====== DATASET ENTRIES

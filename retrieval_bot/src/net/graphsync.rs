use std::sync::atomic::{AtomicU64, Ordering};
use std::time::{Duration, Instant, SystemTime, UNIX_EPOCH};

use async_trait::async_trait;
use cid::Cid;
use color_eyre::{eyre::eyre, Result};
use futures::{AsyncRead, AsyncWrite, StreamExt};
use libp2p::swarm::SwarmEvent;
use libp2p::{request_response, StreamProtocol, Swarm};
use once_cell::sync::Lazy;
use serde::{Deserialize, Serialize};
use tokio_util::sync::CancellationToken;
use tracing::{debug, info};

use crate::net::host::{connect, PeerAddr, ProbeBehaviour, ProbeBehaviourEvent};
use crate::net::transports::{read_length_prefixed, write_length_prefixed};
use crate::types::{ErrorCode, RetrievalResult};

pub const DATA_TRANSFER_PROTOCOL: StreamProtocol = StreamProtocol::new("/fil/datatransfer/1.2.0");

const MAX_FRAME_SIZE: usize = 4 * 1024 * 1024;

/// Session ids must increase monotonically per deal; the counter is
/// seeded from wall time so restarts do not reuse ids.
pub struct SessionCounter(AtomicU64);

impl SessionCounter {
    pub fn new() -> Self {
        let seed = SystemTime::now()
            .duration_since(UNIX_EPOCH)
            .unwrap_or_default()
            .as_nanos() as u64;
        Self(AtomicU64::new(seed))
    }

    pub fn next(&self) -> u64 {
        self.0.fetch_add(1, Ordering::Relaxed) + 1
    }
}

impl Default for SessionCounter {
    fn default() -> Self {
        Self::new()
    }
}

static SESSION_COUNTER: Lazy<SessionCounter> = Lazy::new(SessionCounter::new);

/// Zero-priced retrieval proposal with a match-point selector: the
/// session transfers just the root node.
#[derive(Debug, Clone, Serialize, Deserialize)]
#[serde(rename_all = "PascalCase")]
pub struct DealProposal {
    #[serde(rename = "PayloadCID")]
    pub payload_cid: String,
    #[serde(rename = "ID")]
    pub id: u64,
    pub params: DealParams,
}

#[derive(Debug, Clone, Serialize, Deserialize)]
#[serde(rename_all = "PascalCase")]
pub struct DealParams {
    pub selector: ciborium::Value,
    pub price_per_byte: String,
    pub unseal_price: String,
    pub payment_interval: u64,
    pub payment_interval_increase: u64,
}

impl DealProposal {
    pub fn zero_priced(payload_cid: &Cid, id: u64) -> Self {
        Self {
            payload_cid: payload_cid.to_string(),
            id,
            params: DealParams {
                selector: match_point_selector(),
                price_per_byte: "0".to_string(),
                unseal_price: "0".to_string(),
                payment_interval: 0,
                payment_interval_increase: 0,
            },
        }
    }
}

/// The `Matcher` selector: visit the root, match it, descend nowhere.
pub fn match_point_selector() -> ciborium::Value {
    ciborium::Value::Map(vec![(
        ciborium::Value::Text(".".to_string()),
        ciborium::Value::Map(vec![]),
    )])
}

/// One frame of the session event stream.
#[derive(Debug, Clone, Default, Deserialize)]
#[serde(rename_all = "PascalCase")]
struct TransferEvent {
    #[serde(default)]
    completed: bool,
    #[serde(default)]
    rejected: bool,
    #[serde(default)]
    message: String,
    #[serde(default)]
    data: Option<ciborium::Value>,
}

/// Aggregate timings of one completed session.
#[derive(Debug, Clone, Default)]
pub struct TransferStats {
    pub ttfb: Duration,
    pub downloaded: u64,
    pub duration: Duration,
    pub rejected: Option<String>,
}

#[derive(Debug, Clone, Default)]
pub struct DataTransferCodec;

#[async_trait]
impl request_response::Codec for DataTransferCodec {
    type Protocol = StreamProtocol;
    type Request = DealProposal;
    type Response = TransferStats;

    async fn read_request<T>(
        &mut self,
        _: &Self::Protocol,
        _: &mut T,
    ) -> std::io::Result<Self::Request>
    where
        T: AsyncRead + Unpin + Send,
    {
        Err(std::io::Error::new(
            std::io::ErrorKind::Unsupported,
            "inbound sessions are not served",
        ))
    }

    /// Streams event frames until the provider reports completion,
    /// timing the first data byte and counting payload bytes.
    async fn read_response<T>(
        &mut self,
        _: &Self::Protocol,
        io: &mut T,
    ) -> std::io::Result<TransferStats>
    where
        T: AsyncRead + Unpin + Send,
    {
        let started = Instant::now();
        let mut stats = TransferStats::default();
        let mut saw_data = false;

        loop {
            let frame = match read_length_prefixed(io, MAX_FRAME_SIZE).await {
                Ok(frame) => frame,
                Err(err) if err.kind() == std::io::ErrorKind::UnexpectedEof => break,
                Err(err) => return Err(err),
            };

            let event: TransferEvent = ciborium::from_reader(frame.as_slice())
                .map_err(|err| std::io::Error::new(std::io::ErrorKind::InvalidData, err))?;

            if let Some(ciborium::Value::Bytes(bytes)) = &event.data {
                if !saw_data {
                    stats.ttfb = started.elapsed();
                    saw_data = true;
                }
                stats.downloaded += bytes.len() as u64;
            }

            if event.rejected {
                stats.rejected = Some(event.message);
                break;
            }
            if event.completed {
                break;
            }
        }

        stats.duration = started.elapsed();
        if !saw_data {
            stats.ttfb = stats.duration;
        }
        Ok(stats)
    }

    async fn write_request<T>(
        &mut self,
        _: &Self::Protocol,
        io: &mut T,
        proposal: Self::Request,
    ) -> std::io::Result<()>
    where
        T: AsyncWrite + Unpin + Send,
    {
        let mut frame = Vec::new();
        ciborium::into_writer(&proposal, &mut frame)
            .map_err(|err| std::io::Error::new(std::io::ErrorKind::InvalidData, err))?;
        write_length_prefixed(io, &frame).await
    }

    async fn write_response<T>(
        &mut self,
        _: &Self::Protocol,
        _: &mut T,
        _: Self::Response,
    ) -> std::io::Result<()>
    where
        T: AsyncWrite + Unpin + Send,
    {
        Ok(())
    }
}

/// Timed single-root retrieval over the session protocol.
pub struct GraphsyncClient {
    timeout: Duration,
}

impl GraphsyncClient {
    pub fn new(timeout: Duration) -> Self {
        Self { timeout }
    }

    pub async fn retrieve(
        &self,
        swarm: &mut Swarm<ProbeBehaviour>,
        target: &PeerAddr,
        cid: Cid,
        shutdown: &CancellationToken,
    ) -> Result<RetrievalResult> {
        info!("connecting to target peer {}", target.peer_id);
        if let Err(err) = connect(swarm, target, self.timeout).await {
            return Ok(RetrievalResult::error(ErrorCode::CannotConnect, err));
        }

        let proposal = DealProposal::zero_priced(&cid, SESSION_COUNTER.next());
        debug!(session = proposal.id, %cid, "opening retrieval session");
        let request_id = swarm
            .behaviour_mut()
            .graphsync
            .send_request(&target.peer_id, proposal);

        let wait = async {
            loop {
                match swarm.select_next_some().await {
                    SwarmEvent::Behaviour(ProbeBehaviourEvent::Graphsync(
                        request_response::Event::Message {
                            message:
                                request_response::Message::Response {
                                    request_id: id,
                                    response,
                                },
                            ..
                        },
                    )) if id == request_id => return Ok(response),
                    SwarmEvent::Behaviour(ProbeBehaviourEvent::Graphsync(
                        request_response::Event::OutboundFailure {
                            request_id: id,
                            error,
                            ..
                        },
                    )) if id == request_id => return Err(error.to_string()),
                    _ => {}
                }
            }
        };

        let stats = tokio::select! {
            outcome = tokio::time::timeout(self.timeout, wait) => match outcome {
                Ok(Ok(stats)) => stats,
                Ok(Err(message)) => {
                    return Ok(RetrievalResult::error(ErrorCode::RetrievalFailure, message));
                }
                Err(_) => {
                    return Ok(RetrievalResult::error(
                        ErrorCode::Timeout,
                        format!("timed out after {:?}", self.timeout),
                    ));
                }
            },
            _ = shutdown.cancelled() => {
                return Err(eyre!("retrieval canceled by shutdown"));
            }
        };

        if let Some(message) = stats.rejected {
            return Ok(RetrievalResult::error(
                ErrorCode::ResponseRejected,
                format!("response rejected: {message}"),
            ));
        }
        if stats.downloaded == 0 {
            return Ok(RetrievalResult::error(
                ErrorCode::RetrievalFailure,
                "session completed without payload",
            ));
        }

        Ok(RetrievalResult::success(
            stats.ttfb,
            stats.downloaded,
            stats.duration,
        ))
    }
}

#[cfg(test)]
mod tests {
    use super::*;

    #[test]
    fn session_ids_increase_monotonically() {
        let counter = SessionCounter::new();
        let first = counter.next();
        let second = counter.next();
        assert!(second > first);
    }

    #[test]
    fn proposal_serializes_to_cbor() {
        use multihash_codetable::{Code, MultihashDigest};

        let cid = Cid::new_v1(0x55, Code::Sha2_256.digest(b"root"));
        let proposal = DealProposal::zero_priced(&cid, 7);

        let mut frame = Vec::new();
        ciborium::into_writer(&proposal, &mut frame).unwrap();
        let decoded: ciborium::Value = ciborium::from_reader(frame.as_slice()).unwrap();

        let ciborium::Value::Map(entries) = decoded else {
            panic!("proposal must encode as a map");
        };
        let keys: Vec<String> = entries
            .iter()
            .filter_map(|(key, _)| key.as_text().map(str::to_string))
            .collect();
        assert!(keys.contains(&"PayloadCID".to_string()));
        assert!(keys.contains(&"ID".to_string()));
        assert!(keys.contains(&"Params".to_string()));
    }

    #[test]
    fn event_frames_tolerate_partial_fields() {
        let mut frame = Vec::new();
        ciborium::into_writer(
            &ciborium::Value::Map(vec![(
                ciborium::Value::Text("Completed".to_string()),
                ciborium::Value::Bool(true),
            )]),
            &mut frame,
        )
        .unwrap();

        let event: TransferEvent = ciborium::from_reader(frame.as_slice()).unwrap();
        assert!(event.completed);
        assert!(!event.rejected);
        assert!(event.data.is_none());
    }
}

============

WHAT YOU ARE ASKED TO DO
If a line in the data holds the string "InvalidData", copy that line.

SOLVED PROBLEM
                .map_err(|err| std::io::Error::new(std::io::ErrorKind::InvalidData, err))?;
            .map_err(|err| std::io::Error::new(std::io::ErrorKind::InvalidData, err))?;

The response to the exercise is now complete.